FOOTBALL ZONE / 2024年9月4日 8時30分

■東大卒業と同時に「Kicking Lab」を起業、1年間で2186人を指導

 現在解説者として活躍する林陵平氏がかつて監督を務めるなど、サッカー界に多様な人材を輩出している東京大学ア式蹴球部(体育会サッカー部。以下、ア式蹴球部)。そうしたなか、東大卒業と同時にサッカースクールを起業し、国内でも珍しいキック専門コーチとして活動する人物がいる。田所剛之(2023年卒業)さんだ。今回は、キックコーチとして活動するその内容と、10月から本格的に開始するという海外進出についてインタビューを行った。(取材・構成=FOOTBALL ZONE編集部)

   ◇   ◇   ◇   

 田所さんは高知県出身で、東大進学を機に上京。東大サッカー部では3年次までフィジカルコーチを務めた。実は当時「FOOTBALL ZONE」でも一度取材をしており、在学中からキックコーチとして起業するビジョンを語っていた。その宣言どおり、在学中の4年次にはキックコーチとして指導を始め、卒業と同時に「Kicking Lab」を起業して本格的にキックコーチとして活動を事業化した。1年目となった昨年の活動は多忙を極めたという。

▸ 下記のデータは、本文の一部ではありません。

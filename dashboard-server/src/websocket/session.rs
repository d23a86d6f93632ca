use std::collections::HashMap;
use std::fmt;
use std::time::{Duration, Instant};

use dashboard_types::{ConnectionError, ServerMessage};
use tokio::sync::{RwLock, mpsc};
use uuid::Uuid;

#[derive(Debug, Clone, Copy, PartialEq, Eq, Hash)]
pub struct SessionId(Uuid);

impl SessionId {
    pub fn new() -> Self {
        Self(Uuid::new_v4())
    }
}

impl Default for SessionId {
    fn default() -> Self {
        Self::new()
    }
}

impl fmt::Display for SessionId {
    fn fmt(&self, f: &mut fmt::Formatter<'_>) -> fmt::Result {
        write!(f, "{}", self.0)
    }
}

/// One connected dashboard client.
#[derive(Debug, Clone)]
pub struct Session {
    pub id: SessionId,
    pub email: Option<String>,
    pub connected_at: Instant,
    pub last_activity: Instant,
    pub sender: mpsc::UnboundedSender<ServerMessage>,
}

impl Session {
    pub fn new(id: SessionId) -> (Self, mpsc::UnboundedReceiver<ServerMessage>) {
        let (sender, receiver) = mpsc::unbounded_channel();
        let now = Instant::now();

        let session = Self {
            id,
            email: None,
            connected_at: now,
            last_activity: now,
            sender,
        };

        (session, receiver)
    }

    pub fn update_activity(&mut self) {
        self.last_activity = Instant::now();
    }

    pub fn send_message(&self, message: ServerMessage) -> Result<(), String> {
        self.sender
            .send(message)
            .map_err(|_| "Session closed".to_string())
    }

    pub fn is_inactive(&self, timeout: Duration) -> bool {
        self.last_activity.elapsed() > timeout
    }
}

/// Registry of live sessions. Removing a session drops its sender, which ends
/// the socket's outgoing loop and closes the connection.
pub struct SessionManager {
    sessions: RwLock<HashMap<SessionId, Session>>,
}

impl SessionManager {
    pub fn new() -> Self {
        Self {
            sessions: RwLock::new(HashMap::new()),
        }
    }

    pub async fn create_session(&self, id: SessionId) -> mpsc::UnboundedReceiver<ServerMessage> {
        let (session, receiver) = Session::new(id);
        let mut sessions = self.sessions.write().await;
        sessions.insert(id, session);
        receiver
    }

    pub async fn remove_session(&self, id: SessionId) {
        let mut sessions = self.sessions.write().await;
        sessions.remove(&id);
    }

    pub async fn set_session_email(&self, id: SessionId, email: Option<String>) {
        let mut sessions = self.sessions.write().await;
        if let Some(session) = sessions.get_mut(&id) {
            session.email = email;
        }
    }

    pub async fn update_activity(&self, id: SessionId) {
        let mut sessions = self.sessions.write().await;
        if let Some(session) = sessions.get_mut(&id) {
            session.update_activity();
        }
    }

    pub async fn send_to_session(&self, id: SessionId, message: ServerMessage) -> Result<(), String> {
        let sessions = self.sessions.read().await;
        match sessions.get(&id) {
            Some(session) => session.send_message(message),
            None => Err("Session not found".to_string()),
        }
    }

    /// Drop sessions idle for longer than `timeout`, returning how many went.
    pub async fn cleanup_inactive_sessions(&self, timeout: Duration) -> usize {
        let mut sessions = self.sessions.write().await;
        let before = sessions.len();
        sessions.retain(|id, session| {
            let keep = !session.is_inactive(timeout);
            if !keep {
                tracing::info!("Removing inactive session: {}", id);
                let _ = session.send_message(ServerMessage::ConnectionError {
                    error: ConnectionError::SessionExpired,
                });
            }
            keep
        });
        before - sessions.len()
    }

    pub async fn session_count(&self) -> usize {
        self.sessions.read().await.len()
    }

    pub async fn signed_in_count(&self) -> usize {
        let sessions = self.sessions.read().await;
        sessions.values().filter(|s| s.email.is_some()).count()
    }
}

impl Default for SessionManager {
    fn default() -> Self {
        Self::new()
    }
}

#[cfg(test)]
mod tests {
    use super::*;
    use dashboard_types::ViewState;

    #[tokio::test]
    async fn test_session_creation_and_removal() {
        let manager = SessionManager::new();
        let id = SessionId::new();

        let _receiver = manager.create_session(id).await;
        assert_eq!(manager.session_count().await, 1);

        manager.remove_session(id).await;
        assert_eq!(manager.session_count().await, 0);
    }

    #[tokio::test]
    async fn test_signed_in_tracking() {
        let manager = SessionManager::new();
        let id = SessionId::new();
        let _receiver = manager.create_session(id).await;

        manager
            .set_session_email(id, Some("a@x.com".to_string()))
            .await;
        assert_eq!(manager.signed_in_count().await, 1);

        manager.set_session_email(id, None).await;
        assert_eq!(manager.signed_in_count().await, 0);
    }

    #[tokio::test]
    async fn test_activity_tracking_and_timeout() {
        let manager = SessionManager::new();
        let id = SessionId::new();
        let mut receiver = manager.create_session(id).await;

        let timeout = Duration::from_millis(50);
        assert_eq!(manager.cleanup_inactive_sessions(timeout).await, 0);

        tokio::time::sleep(Duration::from_millis(100)).await;
        assert_eq!(manager.cleanup_inactive_sessions(timeout).await, 1);
        assert_eq!(manager.session_count().await, 0);

        assert!(matches!(
            receiver.recv().await,
            Some(ServerMessage::ConnectionError {
                error: ConnectionError::SessionExpired
            })
        ));
        assert!(receiver.recv().await.is_none());
    }

    #[tokio::test]
    async fn test_send_to_missing_session() {
        let manager = SessionManager::new();
        let result = manager
            .send_to_session(
                SessionId::new(),
                ServerMessage::StateUpdate {
                    state: ViewState::Loading,
                },
            )
            .await;
        assert_eq!(result.unwrap_err(), "Session not found");
    }

    #[tokio::test]
    async fn test_removal_closes_outgoing_channel() {
        let manager = SessionManager::new();
        let id = SessionId::new();
        let mut receiver = manager.create_session(id).await;

        manager
            .send_to_session(
                id,
                ServerMessage::Redirect {
                    location: "/signin".to_string(),
                },
            )
            .await
            .unwrap();
        manager.remove_session(id).await;

        assert!(matches!(
            receiver.recv().await,
            Some(ServerMessage::Redirect { .. })
        ));
        assert!(receiver.recv().await.is_none());
    }
}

「在学中はパーソナルトレーニングのみを行っていましたが、起業後はより多くの人数を指導できるようサッカースクールも開始しました。都内を中心に4か所9クラスで開催し、各クラス月2回開催しています。加えてパーソナルトレーニングも引き続き行っており、月間40~50件ほど担当させていただいています。合計すると1年間で延べ2186人の方に指導させていただき、充実した1年目を過ごすことができました。

 年代は小学生から大人まで幅広く担当していますが、主に小学生に指導をすることが多いです。というのも、中学、高校、大学とステージが上がっていくと、技術というよりもフィジカルの比重が大きくなる傾向があるからです。私はフィジカルで解決するような蹴り方を身に付けてしまう前に、効率的かつ合理的に強いキックを蹴るという技術を指導したいという気持ちがあるため、若い年代に関わることが多いです。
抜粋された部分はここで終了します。